Dr. Fleming’s analysis suggests that employers concerned about workers’ mental health would do better to focus on “core organizational practices” like schedules, pay, and performance reviews.
“If employees do want access to mindfulness apps and sleep programs and well-being apps, there is not anything wrong with that,” he said. “But if you’re seriously trying to drive employees well-being, then it has to be about working practices.”
Dr. Fleming’s study is based on responses to the Britain’s Healthiest Workplace survey in 2017 and 2018 from workers at 233 organizations, with financial and insurance service workers, younger workers, and women slightly overrepresented.
The data captured workers at a single point in time, rather than tracking them before and after treatment. Using thousands of matched pairs from the same workplace, it compared well-being measures from workers who participated in wellness programs with those of their colleagues who did not.
It is possible that there was selection bias, since workers who enroll in, say, a resilience training program may have lower well-being to begin with, Dr. Fleming said. To address that, he separately analyzed responses from workers with high pre-existing levels of work stress, comparing those who did and did not participate. But among this group, too, the survey answers suggested that the programs had no clear benefit.
The findings call into question practices that have become commonplace across job sectors. But researchers said they came as no surprise.
“Employers want to be seen as doing something, but they don’t want to look closely and change the way work is organized,” said Tony D. LaMontagne, a professor of work, health and well-being at Deakin University in Melbourne, Australia, who was not involved in the study.
Workplace mental health interventions may send the message that “if you do these programs and you’re still feeling stressed, it must be you,” Mr. LaMontagne said. “People who don’t have a critical view might internalize that failure: ‘So I really am a loser.’”
The corporate wellness services industry has ballooned in recent years, with thousands of vendors competing for billions of dollars in revenue. Companies invest in the interventions in hopes of saving money overall by improving worker health and productivity.
Some research supports this expectation. A 2022 study tracking 1,132 workers in the United States who used Spring Health, a platform that connects employees with mental health services like therapy and medication management, found that 69.3 percent of participants showed improvement in their depression. Participants also missed fewer days of work and reported higher productivity.
There is also solid evidence that practices like mindfulness can have a positive effect. Controlled studies have consistently demonstrated lower stress and decreased anxiety and depression after mindfulness training.
The lackluster benefits that Dr. Fleming found may reflect variations in offerings, said Larissa Bartlett, a researcher at the University of Tasmania who has designed and taught mindfulness programs. “Light-touch” interventions like apps, she added, are generally less effective than one-on-one or group trainings.

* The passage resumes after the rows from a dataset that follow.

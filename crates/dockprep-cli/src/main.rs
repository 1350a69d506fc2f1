mod cli;
mod commands;
mod config;
mod error;
mod logging;
mod utils;

use crate::cli::{Cli, Commands};
use crate::error::{CliError, Result};
use crate::utils::progress::CliProgressHandler;
use clap::Parser;
use tracing::{debug, error, info};

fn main() {
    if let Err(e) = run_app() {
        eprintln!("\n❌ Error: {}", e);
        std::process::exit(1);
    }
}

fn run_app() -> Result<()> {
    let cli = Cli::parse();
    logging::setup_logging(cli.verbose, cli.quiet, cli.log_file.as_deref())?;

    let (panic_hook, eyre_hook) = color_eyre::config::HookBuilder::default().into_hooks();
    eyre_hook.install().map_err(|e| CliError::Other(e.into()))?;
    std::panic::set_hook(Box::new(move |pi| {
        error!("{}", panic_hook.panic_report(pi));
    }));

    info!("dockprep CLI v{} starting up.", env!("CARGO_PKG_VERSION"));
    debug!("Full CLI arguments parsed: {:?}", &cli);

    let progress = if cli.quiet {
        CliProgressHandler::hidden()
    } else {
        CliProgressHandler::new()
    };

    let command_result = match cli.command {
        Commands::Prepare(args) => {
            info!("Dispatching to 'prepare' command.");
            commands::prepare::run(args, &progress)
        }
        Commands::Inspect(args) => {
            info!("Dispatching to 'inspect' command.");
            commands::inspect::run(args, &progress)
        }
    };

    match &command_result {
        Ok(_) => info!("Command completed successfully."),
        Err(e) => error!("Command failed: {}", e),
    }
    command_result
}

A key omission, she added, is longitudinal data showing whether participants experience improvement over time. The result is a “bird’s-eye view” of the well-being of participants that “skates over changes that may occur at the individual level,” she said.
Dr. Fleming said that he was aware of the body of research supporting the treatments’ effectiveness, but that he had “never been as convinced by the very positive findings,” since the data comes from controlled trials in which the treatment is implemented very well, something that may not be the case in employer-provided programs.
Dr. David Crepaz-Keay, the head of research and applied learning at the Mental Health Foundation in the United Kingdom, who has advised the World Health Organization and Public Health England on mental health initiatives, described Dr. Fleming’s data and analysis as “certainly more robust” than “most of the research that has created the consensus that employee assistance works.”